(Aim of the exercise): Beginning with the first line of the entries below, quote each line until you reach and include the line with "sur le coût".

(Given information):
- - - - - - -

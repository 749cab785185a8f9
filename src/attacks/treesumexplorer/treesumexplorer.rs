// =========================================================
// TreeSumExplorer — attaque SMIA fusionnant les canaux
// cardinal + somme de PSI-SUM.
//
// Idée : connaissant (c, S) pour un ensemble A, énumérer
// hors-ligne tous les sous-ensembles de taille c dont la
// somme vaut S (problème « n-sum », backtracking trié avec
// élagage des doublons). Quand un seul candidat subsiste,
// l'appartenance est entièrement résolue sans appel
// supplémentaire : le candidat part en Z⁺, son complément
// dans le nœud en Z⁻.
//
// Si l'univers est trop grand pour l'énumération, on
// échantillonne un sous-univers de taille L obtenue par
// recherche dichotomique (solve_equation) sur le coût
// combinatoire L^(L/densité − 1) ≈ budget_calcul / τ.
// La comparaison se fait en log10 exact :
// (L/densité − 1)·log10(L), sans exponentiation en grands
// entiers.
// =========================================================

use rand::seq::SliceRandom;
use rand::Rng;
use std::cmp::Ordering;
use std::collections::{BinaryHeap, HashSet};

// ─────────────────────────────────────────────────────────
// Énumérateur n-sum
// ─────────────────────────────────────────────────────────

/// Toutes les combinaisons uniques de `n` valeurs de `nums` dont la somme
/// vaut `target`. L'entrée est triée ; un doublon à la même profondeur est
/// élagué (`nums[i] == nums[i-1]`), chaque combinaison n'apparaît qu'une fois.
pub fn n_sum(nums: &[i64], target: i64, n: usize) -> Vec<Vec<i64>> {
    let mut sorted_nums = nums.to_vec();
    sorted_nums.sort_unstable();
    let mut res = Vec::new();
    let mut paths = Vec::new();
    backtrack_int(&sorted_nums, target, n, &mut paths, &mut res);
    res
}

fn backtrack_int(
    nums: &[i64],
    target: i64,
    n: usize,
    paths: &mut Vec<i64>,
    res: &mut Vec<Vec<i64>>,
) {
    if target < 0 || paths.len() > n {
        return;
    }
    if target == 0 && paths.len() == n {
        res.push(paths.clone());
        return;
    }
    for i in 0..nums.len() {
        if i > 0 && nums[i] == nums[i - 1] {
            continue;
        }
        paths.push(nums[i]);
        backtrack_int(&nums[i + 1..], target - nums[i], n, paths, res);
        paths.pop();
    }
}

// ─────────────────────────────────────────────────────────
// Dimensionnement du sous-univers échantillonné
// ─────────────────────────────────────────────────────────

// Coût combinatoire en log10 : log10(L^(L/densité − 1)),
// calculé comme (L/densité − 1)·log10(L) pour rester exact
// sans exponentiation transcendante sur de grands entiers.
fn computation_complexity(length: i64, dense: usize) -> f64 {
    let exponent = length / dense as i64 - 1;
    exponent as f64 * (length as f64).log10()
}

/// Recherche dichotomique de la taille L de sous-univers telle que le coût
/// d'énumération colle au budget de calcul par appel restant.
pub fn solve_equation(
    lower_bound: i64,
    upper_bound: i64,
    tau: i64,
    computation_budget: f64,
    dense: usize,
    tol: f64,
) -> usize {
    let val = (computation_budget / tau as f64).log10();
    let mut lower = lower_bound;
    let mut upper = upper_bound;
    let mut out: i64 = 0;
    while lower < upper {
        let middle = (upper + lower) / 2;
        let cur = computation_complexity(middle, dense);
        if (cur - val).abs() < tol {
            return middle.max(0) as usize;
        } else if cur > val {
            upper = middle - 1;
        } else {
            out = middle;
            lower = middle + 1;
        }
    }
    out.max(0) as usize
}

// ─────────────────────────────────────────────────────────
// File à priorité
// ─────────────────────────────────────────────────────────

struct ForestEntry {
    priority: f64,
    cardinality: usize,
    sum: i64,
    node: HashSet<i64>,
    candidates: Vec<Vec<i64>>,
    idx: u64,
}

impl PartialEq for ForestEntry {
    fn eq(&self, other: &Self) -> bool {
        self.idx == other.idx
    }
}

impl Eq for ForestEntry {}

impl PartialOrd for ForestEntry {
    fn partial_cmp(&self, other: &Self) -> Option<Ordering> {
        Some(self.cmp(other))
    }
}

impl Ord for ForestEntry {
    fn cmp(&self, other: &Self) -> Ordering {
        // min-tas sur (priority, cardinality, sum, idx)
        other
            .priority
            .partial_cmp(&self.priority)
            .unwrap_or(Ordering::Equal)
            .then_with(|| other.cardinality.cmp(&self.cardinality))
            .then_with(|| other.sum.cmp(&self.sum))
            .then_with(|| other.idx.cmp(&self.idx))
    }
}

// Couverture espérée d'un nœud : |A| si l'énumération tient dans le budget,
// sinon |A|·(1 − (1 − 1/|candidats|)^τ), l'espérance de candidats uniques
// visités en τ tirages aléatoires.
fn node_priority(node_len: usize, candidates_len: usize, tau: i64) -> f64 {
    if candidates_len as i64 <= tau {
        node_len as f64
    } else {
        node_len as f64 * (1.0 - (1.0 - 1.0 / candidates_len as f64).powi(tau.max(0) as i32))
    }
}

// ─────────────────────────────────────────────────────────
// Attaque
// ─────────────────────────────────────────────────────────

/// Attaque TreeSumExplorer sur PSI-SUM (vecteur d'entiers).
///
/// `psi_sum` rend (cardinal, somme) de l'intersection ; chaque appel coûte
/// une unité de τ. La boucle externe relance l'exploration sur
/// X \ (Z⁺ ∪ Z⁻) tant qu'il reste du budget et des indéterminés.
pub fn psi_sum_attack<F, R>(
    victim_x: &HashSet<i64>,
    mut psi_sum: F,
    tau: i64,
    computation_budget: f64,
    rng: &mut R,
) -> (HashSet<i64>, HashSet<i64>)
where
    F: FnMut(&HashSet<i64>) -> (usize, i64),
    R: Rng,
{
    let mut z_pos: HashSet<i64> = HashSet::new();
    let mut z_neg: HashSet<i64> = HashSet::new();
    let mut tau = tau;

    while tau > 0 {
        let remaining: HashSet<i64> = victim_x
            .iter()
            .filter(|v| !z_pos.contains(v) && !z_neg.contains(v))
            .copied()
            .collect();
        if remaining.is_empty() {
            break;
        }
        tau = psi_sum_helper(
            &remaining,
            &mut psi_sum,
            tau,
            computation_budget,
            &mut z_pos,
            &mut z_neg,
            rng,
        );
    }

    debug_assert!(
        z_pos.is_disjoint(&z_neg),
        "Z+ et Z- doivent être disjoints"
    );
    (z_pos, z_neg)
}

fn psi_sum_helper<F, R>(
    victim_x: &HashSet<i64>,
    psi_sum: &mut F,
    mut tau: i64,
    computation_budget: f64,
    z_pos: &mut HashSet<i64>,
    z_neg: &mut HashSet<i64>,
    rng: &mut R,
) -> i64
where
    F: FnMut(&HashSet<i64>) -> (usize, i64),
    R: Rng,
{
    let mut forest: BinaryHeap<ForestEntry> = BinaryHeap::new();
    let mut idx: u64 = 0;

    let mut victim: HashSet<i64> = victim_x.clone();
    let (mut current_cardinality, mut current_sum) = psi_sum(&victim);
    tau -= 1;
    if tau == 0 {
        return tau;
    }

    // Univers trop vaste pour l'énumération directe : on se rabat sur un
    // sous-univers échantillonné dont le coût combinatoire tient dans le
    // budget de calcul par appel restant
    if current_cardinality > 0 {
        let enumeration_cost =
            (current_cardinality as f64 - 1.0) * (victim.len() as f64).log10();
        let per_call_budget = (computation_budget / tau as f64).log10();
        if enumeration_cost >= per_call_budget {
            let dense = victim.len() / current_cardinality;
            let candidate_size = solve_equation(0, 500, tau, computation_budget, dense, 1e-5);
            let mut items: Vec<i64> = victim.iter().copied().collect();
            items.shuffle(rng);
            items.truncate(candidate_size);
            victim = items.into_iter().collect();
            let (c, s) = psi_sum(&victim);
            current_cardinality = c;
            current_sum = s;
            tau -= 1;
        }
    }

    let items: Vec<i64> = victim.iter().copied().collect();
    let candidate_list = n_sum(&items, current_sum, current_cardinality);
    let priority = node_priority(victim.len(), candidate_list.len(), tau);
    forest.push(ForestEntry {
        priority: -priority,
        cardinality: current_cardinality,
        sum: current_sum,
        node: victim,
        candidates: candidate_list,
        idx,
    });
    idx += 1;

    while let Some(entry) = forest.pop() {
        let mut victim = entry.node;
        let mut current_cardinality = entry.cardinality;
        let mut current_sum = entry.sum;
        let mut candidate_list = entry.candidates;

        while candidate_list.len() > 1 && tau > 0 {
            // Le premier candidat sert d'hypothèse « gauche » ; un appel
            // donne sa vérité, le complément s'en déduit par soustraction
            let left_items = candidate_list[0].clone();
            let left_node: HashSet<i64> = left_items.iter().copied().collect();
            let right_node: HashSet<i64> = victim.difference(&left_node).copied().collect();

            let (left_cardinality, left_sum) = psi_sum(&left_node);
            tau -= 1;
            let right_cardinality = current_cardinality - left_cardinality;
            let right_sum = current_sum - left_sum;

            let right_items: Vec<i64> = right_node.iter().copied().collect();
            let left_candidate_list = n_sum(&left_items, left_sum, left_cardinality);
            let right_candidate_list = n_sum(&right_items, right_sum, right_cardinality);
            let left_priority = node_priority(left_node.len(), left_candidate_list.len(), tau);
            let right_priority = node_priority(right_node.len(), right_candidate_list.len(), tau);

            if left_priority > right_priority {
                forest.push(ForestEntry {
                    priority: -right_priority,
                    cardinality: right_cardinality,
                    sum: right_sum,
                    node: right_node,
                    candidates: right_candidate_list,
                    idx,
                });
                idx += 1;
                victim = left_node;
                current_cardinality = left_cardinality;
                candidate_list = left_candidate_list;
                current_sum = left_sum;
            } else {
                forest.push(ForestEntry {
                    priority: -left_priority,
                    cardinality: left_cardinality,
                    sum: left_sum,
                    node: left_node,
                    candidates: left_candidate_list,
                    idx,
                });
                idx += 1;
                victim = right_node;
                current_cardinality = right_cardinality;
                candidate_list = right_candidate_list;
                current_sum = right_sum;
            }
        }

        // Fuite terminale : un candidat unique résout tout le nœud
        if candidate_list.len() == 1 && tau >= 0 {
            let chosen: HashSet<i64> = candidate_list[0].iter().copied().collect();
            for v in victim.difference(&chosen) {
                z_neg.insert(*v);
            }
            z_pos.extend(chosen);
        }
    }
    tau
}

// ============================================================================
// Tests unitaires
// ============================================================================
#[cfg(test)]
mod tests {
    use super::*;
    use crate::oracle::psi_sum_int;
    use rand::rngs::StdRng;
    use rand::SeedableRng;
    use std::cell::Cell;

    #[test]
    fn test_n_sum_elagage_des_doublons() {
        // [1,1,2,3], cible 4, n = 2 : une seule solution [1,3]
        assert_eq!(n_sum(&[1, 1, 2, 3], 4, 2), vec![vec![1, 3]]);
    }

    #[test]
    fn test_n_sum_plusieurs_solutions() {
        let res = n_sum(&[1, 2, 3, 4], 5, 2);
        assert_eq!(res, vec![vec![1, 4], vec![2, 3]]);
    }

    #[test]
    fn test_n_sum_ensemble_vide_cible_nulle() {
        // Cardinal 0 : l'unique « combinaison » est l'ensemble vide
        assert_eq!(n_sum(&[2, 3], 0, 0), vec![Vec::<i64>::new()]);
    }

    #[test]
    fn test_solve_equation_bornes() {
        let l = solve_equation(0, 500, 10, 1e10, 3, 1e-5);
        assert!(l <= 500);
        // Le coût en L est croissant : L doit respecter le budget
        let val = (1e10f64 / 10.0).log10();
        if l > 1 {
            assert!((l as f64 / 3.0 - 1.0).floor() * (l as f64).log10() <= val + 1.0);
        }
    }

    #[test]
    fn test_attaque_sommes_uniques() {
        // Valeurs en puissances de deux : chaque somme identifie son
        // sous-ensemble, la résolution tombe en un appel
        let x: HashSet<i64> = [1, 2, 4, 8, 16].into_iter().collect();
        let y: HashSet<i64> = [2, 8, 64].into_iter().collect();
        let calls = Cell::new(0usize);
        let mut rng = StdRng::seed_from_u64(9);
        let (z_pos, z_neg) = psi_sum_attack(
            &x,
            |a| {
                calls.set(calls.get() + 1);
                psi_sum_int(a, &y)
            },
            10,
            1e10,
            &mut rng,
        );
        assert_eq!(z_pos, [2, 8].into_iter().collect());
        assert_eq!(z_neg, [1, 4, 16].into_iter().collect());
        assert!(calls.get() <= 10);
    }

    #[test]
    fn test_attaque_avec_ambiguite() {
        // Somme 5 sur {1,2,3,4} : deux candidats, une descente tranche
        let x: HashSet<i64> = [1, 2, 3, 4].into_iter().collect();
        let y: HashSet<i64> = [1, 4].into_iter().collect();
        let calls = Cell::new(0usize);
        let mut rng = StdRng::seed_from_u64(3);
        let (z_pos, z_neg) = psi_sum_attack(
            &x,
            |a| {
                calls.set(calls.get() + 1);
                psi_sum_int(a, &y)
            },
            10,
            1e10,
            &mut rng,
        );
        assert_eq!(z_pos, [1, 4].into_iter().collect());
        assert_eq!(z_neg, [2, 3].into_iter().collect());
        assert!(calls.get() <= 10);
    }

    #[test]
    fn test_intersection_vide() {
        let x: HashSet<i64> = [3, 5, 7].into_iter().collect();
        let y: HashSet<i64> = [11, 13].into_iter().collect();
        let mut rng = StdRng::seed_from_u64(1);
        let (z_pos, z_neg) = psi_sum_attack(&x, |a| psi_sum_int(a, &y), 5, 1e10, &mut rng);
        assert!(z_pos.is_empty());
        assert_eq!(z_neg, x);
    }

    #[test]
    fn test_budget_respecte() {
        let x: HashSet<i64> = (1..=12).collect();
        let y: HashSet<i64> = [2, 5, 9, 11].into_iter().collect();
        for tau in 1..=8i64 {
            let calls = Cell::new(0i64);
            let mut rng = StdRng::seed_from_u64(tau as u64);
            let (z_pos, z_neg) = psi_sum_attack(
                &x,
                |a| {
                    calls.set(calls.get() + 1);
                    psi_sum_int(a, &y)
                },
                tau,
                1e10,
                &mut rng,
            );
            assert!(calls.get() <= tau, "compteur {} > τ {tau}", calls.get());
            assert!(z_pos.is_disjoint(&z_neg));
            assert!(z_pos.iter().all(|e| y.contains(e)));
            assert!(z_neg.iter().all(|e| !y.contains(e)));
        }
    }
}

- - - - - - -

(Task answer):
repository 749cab785185a8f9
filename src/attacks/treesumexplorer/treesumexplorer.rs
// =========================================================
// TreeSumExplorer — attaque SMIA fusionnant les canaux
// cardinal + somme de PSI-SUM.
//
// Idée : connaissant (c, S) pour un ensemble A, énumérer
// hors-ligne tous les sous-ensembles de taille c dont la
// somme vaut S (problème « n-sum », backtracking trié avec
// élagage des doublons). Quand un seul candidat subsiste,
// l'appartenance est entièrement résolue sans appel
// supplémentaire : le candidat part en Z⁺, son complément
// dans le nœud en Z⁻.
//
// Si l'univers est trop grand pour l'énumération, on
// échantillonne un sous-univers de taille L obtenue par
// recherche dichotomique (solve_equation) sur le coût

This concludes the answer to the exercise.